The code above is preferred over:

class Api::V1::LeadsController < ApplicationController
  respond_to :json
  # methods
end

The config/routes.rb should use scope module:

namespace :api, defaults: { format: 'json' } do
  scope module: :v1 do
    resources :leads
  end
end

A JSON API document should be identified by the media type application/vnd.api+json

This is based on a standard for building JSON API. Similarly mentioned in HTTP API Design

We achieve this by autoloading a module:

# lib/api_constraints.rb 
class ApiConstraints
  def initialize(options)
    @version = options[:version]
    @default = options[:default]
  end

  def matches?(req)
    @default || req.headers['Accept'].include?("application/vnd.myapp.v#{@version}")
  end
end

And updating routes to use this module:

# config/routes.rb 
namespace :api, defaults: { format: 'json' } do
  scope module: :v1, constraints: ApiConstraints.new(version: 1) do
    resources :leads
  end
end

Making this work with Ember.js is simple. Simply include headers on app/assets/javascripts/store.js.coffee.

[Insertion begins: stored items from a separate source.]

//! Exclusive lock file shared by every process using one token cache
//!
//! The grant is an OS advisory lock held on an open handle, so it disappears
//! with the handle: a holder that crashes never blocks later acquirers. The
//! lock file itself is created on first use and never deleted.

use std::fs::{self, File, OpenOptions};
use std::io::{self, ErrorKind, Write};
use std::marker::PhantomData;
use std::path::{Path, PathBuf};
use std::sync::Arc;
use std::thread::{self, ThreadId};
use std::time::{Duration, Instant};

use chrono::{DateTime, Utc};
use fs2::FileExt;
use rand::Rng;
use thiserror::Error;

use super::in_process::{self, InProcessGuard};
use crate::config::LockRetryPolicy;
use crate::observer::{StorageEvent, StorageObserver};

/// Errors from lock operations
#[derive(Debug, Error)]
pub enum LockError {
    /// The lock was not granted before the deadline
    #[error("Timed out after {waited:?} waiting for lock {path}")]
    Timeout { path: PathBuf, waited: Duration },

    /// Opening, locking or unlocking the lock file failed
    #[error("Lock file {path}: {source}")]
    Io {
        path: PathBuf,
        #[source]
        source: io::Error,
    },
}

impl LockError {
    pub fn is_timeout(&self) -> bool {
        matches!(self, LockError::Timeout { .. })
    }
}

/// Who holds a lock
#[derive(Debug, Clone, PartialEq, Eq)]
pub struct LockOwner {
    pub pid: u32,
    pub thread: ThreadId,
    pub process_name: String,
}

impl LockOwner {
    fn current() -> Self {
        let process_name = std::env::current_exe()
            .ok()
            .and_then(|exe| exe.file_name().map(|n| n.to_string_lossy().into_owned()))
            .unwrap_or_else(|| "unknown".to_string());
        Self {
            pid: std::process::id(),
            thread: thread::current().id(),
            process_name,
        }
    }
}

/// Named lock over one lock file path
pub struct CrossProcessLock {
    path: PathBuf,
    retry: LockRetryPolicy,
    observer: Arc<dyn StorageObserver>,
}

impl CrossProcessLock {
    pub fn new(
        path: impl Into<PathBuf>,
        retry: LockRetryPolicy,
        observer: Arc<dyn StorageObserver>,
    ) -> Self {
        Self {
            path: path.into(),
            retry,
            observer,
        }
    }

    /// Get the lock file path.
    pub fn path(&self) -> &Path {
        &self.path
    }

    /// Blocks until the lock is granted or `timeout` elapses
    ///
    /// Threads of this process queue in memory first; only the front of that
    /// queue contends on the lock file. On timeout nothing stays held.
    pub fn acquire(&self, timeout: Duration) -> Result<LockHandle, LockError> {
        let start = Instant::now();
        let deadline = start + timeout;

        let in_process = in_process::claim(in_process::registry_key(&self.path), deadline)
            .ok_or_else(|| self.timed_out(start))?;

        let file = self.open_lock_file()?;
        let mut attempt = 0;
        loop {
            match FileExt::try_lock_exclusive(&file) {
                Ok(()) => break,
                Err(e) if is_contended(&e) => {
                    attempt += 1;
                    let now = Instant::now();
                    if now >= deadline {
                        return Err(self.timed_out(start));
                    }
                    self.observer.on_event(&StorageEvent::LockContended {
                        path: &self.path,
                        attempt,
                    });
                    thread::sleep(self.backoff().min(deadline - now));
                }
                Err(source) => {
                    return Err(LockError::Io {
                        path: self.path.clone(),
                        source,
                    })
                }
            }
        }

        let owner = LockOwner::current();
        // Content is informational only, so a failed write is not fatal
        let _ = write_owner(&file, &owner);

        let waited = start.elapsed();
        self.observer.on_event(&StorageEvent::LockAcquired {
            path: &self.path,
            waited,
        });

        Ok(LockHandle {
            file,
            path: self.path.clone(),
            owner,
            acquired_at: Utc::now(),
            acquired: Instant::now(),
            waited,
            released: false,
            observer: self.observer.clone(),
            _in_process: in_process,
            _not_send: PhantomData,
        })
    }

    fn open_lock_file(&self) -> Result<File, LockError> {
        let io_err = |source| LockError::Io {
            path: self.path.clone(),
            source,
        };
        if let Some(parent) = self.path.parent() {
            if !parent.as_os_str().is_empty() {
                fs::create_dir_all(parent).map_err(io_err)?;
            }
        }
        // create(true) without truncation is atomic with respect to other creators
        OpenOptions::new()
            .read(true)
            .write(true)
            .create(true)
            .truncate(false)
            .open(&self.path)
            .map_err(io_err)
    }

    fn backoff(&self) -> Duration {
        let min = self.retry.min_delay_ms;
        let max = self.retry.max_delay_ms.max(min);
        Duration::from_millis(rand::thread_rng().gen_range(min..=max))
    }

    fn timed_out(&self, start: Instant) -> LockError {
        let waited = start.elapsed();
        self.observer.on_event(&StorageEvent::LockTimedOut {
            path: &self.path,
            waited,
        });
        LockError::Timeout {
            path: self.path.clone(),
            waited,
        }
    }
}

fn is_contended(error: &io::Error) -> bool {
    error.kind() == ErrorKind::WouldBlock
        || error.raw_os_error() == fs2::lock_contended_error().raw_os_error()
}

fn write_owner(mut file: &File, owner: &LockOwner) -> io::Result<()> {
    file.set_len(0)?;
    writeln!(file, "{} {}", owner.pid, owner.process_name)?;
    file.flush()
}

/// A held lock grant
///
/// Released explicitly with [`LockHandle::release`] or implicitly on drop, so
/// every exit path gives the lock back. Bound to the acquiring thread.
pub struct LockHandle {
    file: File,
    path: PathBuf,
    owner: LockOwner,
    acquired_at: DateTime<Utc>,
    acquired: Instant,
    waited: Duration,
    released: bool,
    observer: Arc<dyn StorageObserver>,
    // Declared after `file` so the OS lock goes before the in-process slot
    _in_process: InProcessGuard,
    _not_send: PhantomData<*const ()>,
}

impl LockHandle {
    pub fn path(&self) -> &Path {
        &self.path
    }

    pub fn owner(&self) -> &LockOwner {
        &self.owner
    }

    pub fn acquired_at(&self) -> DateTime<Utc> {
        self.acquired_at
    }

    /// How long acquisition blocked
    pub fn waited(&self) -> Duration {
        self.waited
    }

    /// Gives up the grant, reporting unlock failures
    ///
    /// Even on error the handle is closed, which drops the OS lock.
    pub fn release(mut self) -> Result<(), LockError> {
        self.unlock()
    }

    fn unlock(&mut self) -> Result<(), LockError> {
        if self.released {
            return Ok(());
        }
        self.released = true;
        FileExt::unlock(&self.file).map_err(|source| LockError::Io {
            path: self.path.clone(),
            source,
        })?;
        self.observer.on_event(&StorageEvent::LockReleased {
            path: &self.path,
            held: self.acquired.elapsed(),
        });
        Ok(())
    }
}

impl Drop for LockHandle {
    fn drop(&mut self) {
        let _ = self.unlock();
    }
}

impl std::fmt::Debug for LockHandle {
    fn fmt(&self, f: &mut std::fmt::Formatter<'_>) -> std::fmt::Result {
        f.debug_struct("LockHandle")
            .field("path", &self.path)
            .field("owner", &self.owner)
            .field("acquired_at", &self.acquired_at)
            .field("released", &self.released)
            .finish()
    }
}

#[cfg(test)]
mod tests {
    use super::*;
    use crate::observer::testing::RecordingObserver;
    use crate::observer::NullObserver;
    use std::sync::mpsc;
    use tempfile::TempDir;

    fn lock_at(path: &Path) -> CrossProcessLock {
        CrossProcessLock::new(path, LockRetryPolicy::default(), Arc::new(NullObserver))
    }

    #[test]
    fn test_acquire_creates_lock_file() {
        let dir = TempDir::new().unwrap();
        let path = dir.path().join("nested").join("cache.lockfile");

        let handle = lock_at(&path).acquire(Duration::from_secs(1)).unwrap();

        assert!(path.exists());
        assert_eq!(handle.owner().pid, std::process::id());
        assert_eq!(handle.owner().thread, thread::current().id());
        let content = fs::read_to_string(&path).unwrap();
        assert!(content.starts_with(&std::process::id().to_string()));
    }

    #[test]
    fn test_lock_file_survives_release() {
        let dir = TempDir::new().unwrap();
        let path = dir.path().join("cache.lockfile");

        lock_at(&path)
            .acquire(Duration::from_secs(1))
            .unwrap()
            .release()
            .unwrap();

        assert!(path.exists());
    }

    #[test]
    fn test_reacquire_immediately_after_release() {
        let dir = TempDir::new().unwrap();
        let path = dir.path().join("cache.lockfile");
        let lock = lock_at(&path);

        let handle = lock.acquire(Duration::from_secs(1)).unwrap();
        handle.release().unwrap();

        let start = Instant::now();
        let handle = lock.acquire(Duration::ZERO).unwrap();
        assert!(start.elapsed() < Duration::from_millis(500));
        assert!(handle.waited() < Duration::from_millis(500));
    }

    #[test]
    fn test_released_on_drop() {
        let dir = TempDir::new().unwrap();
        let path = dir.path().join("cache.lockfile");

        {
            let _handle = lock_at(&path).acquire(Duration::from_secs(1)).unwrap();
        }

        let other = thread::spawn({
            let path = path.clone();
            move || lock_at(&path).acquire(Duration::ZERO).is_ok()
        });
        assert!(other.join().unwrap());
    }

    #[test]
    fn test_contention_times_out() {
        let dir = TempDir::new().unwrap();
        let path = dir.path().join("cache.lockfile");
        let _held = lock_at(&path).acquire(Duration::from_secs(1)).unwrap();

        let (tx, rx) = mpsc::channel();
        let contender = thread::spawn({
            let path = path.clone();
            move || {
                let result = lock_at(&path).acquire(Duration::from_millis(100));
                tx.send(matches!(result, Err(LockError::Timeout { .. })))
                    .unwrap();
            }
        });

        assert!(rx.recv().unwrap(), "second acquisition should time out");
        contender.join().unwrap();
    }

    #[test]
    fn test_timeout_leaves_nothing_held() {
        let dir = TempDir::new().unwrap();
        let path = dir.path().join("cache.lockfile");

        // A foreign handle stands in for another process
        let foreign = OpenOptions::new()
            .read(true)
            .write(true)
            .create(true)
            .truncate(false)
            .open(&path)
            .unwrap();
        FileExt::lock_exclusive(&foreign).unwrap();

        let err = lock_at(&path)
            .acquire(Duration::from_millis(80))
            .unwrap_err();
        assert!(err.is_timeout());
        assert!(!in_process::is_held(&in_process::registry_key(&path)));

        FileExt::unlock(&foreign).unwrap();
        let start = Instant::now();
        let _handle = lock_at(&path).acquire(Duration::ZERO).unwrap();
        assert!(start.elapsed() < Duration::from_millis(500));
    }

    #[test]
    fn test_abandoned_handle_does_not_block() {
        let dir = TempDir::new().unwrap();
        let path = dir.path().join("cache.lockfile");
        let retry = LockRetryPolicy {
            min_delay_ms: 5,
            max_delay_ms: 20,
        };

        let crashed = OpenOptions::new()
            .read(true)
            .write(true)
            .create(true)
            .truncate(false)
            .open(&path)
            .unwrap();
        FileExt::lock_exclusive(&crashed).unwrap();

        let (tx, rx) = mpsc::channel();
        let waiter = thread::spawn({
            let path = path.clone();
            move || {
                let lock = CrossProcessLock::new(&path, retry, Arc::new(NullObserver));
                let result = lock.acquire(Duration::from_secs(10));
                tx.send(Instant::now()).unwrap();
                result.is_ok()
            }
        });

        thread::sleep(Duration::from_millis(50));
        // Closing without unlocking is what the OS does for a dead process
        let dropped_at = Instant::now();
        drop(crashed);

        let acquired_at = rx.recv().unwrap();
        assert!(waiter.join().unwrap());
        assert!(acquired_at.duration_since(dropped_at) < Duration::from_secs(1));
    }

    #[test]
    fn test_threads_are_serialized() {
        let dir = TempDir::new().unwrap();
        let path = dir.path().join("cache.lockfile");
        let counter = dir.path().join("counter");
        fs::write(&counter, "0").unwrap();

        let handles: Vec<_> = (0..8)
            .map(|_| {
                let path = path.clone();
                let counter = counter.clone();
                thread::spawn(move || {
                    let lock = lock_at(&path);
                    for _ in 0..10 {
                        let _handle = lock.acquire(Duration::from_secs(30)).unwrap();
                        let value: u32 = fs::read_to_string(&counter).unwrap().parse().unwrap();
                        fs::write(&counter, (value + 1).to_string()).unwrap();
                    }
                })
            })
            .collect();

        for handle in handles {
            handle.join().unwrap();
        }
        assert_eq!(fs::read_to_string(&counter).unwrap(), "80");
    }

    #[test]
    fn test_events_reported() {
        let dir = TempDir::new().unwrap();
        let path = dir.path().join("cache.lockfile");
        let observer = Arc::new(RecordingObserver::default());
        let lock = CrossProcessLock::new(&path, LockRetryPolicy::default(), observer.clone());

        lock.acquire(Duration::from_secs(1))
            .unwrap()
            .release()
            .unwrap();

        assert_eq!(observer.count("LockAcquired"), 1);
        assert_eq!(observer.count("LockReleased"), 1);
    }

    #[test]
    fn test_release_twice_is_harmless() {
        let dir = TempDir::new().unwrap();
        let path = dir.path().join("cache.lockfile");
        let observer = Arc::new(RecordingObserver::default());
        let lock = CrossProcessLock::new(&path, LockRetryPolicy::default(), observer.clone());

        let mut handle = lock.acquire(Duration::from_secs(1)).unwrap();
        handle.unlock().unwrap();
        drop(handle);

        assert_eq!(observer.count("LockReleased"), 1);
    }
}
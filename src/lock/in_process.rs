//! Process-wide registry of held lock paths
//!
//! Threads of one process queue here before touching the lock file, so the
//! filesystem only ever sees one contender per process for a given path.

use std::collections::HashSet;
use std::path::{Path, PathBuf};
use std::sync::{Condvar, Mutex, MutexGuard, OnceLock};
use std::time::Instant;

struct Registry {
    held: Mutex<HashSet<PathBuf>>,
    released: Condvar,
}

impl Registry {
    fn held(&self) -> MutexGuard<'_, HashSet<PathBuf>> {
        // The set stays consistent even if a holder panicked mid-insert
        self.held.lock().unwrap_or_else(|poisoned| poisoned.into_inner())
    }
}

fn registry() -> &'static Registry {
    static REGISTRY: OnceLock<Registry> = OnceLock::new();
    REGISTRY.get_or_init(|| Registry {
        held: Mutex::new(HashSet::new()),
        released: Condvar::new(),
    })
}

/// Normalizes a lock path so aliases of the same file share one slot
pub(crate) fn registry_key(path: &Path) -> PathBuf {
    std::path::absolute(path).unwrap_or_else(|_| path.to_path_buf())
}

/// Exclusive in-process claim on a lock path, freed on drop
#[derive(Debug)]
pub(crate) struct InProcessGuard {
    key: PathBuf,
}

impl Drop for InProcessGuard {
    fn drop(&mut self) {
        let registry = registry();
        registry.held().remove(&self.key);
        registry.released.notify_all();
    }
}

/// Waits until no other thread of this process holds `key`
///
/// Returns `None` if `deadline` passes first.
pub(crate) fn claim(key: PathBuf, deadline: Instant) -> Option<InProcessGuard> {
    let registry = registry();
    let mut held = registry.held();
    loop {
        if !held.contains(&key) {
            held.insert(key.clone());
            return Some(InProcessGuard { key });
        }
        let now = Instant::now();
        if now >= deadline {
            return None;
        }
        held = match registry.released.wait_timeout(held, deadline - now) {
            Ok((guard, _)) => guard,
            Err(poisoned) => poisoned.into_inner().0,
        };
    }
}

/// Returns true if some thread of this process holds `key`
#[cfg(test)]
pub(crate) fn is_held(key: &Path) -> bool {
    registry().held().contains(key)
}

# app/assets/javascripts/store.js.coffee
DS.RESTAdapter.reopen
  namespace: 'api'
  headers: {
    "Accept": "application/vnd.myapp.v1+json"
  }

Most of the API’s I create require headers for authentication.

Both Rails and Ember.js are great. There aren’t a lot of style guides about Rails and Ember.js. I found one but there aren’t a lot on that repo. I want to document what I find to be good practices. Probably would write about testing next time!

I hope someone would start a style guide of sorts. Currently I am still exploring Ember.js, Backbone.js and Angular.js. It starts to get confusing when you consider React.js as well. This React vs. Ember presentation may help you decide a bit. Honestly, just try everything and choose! That is what I do.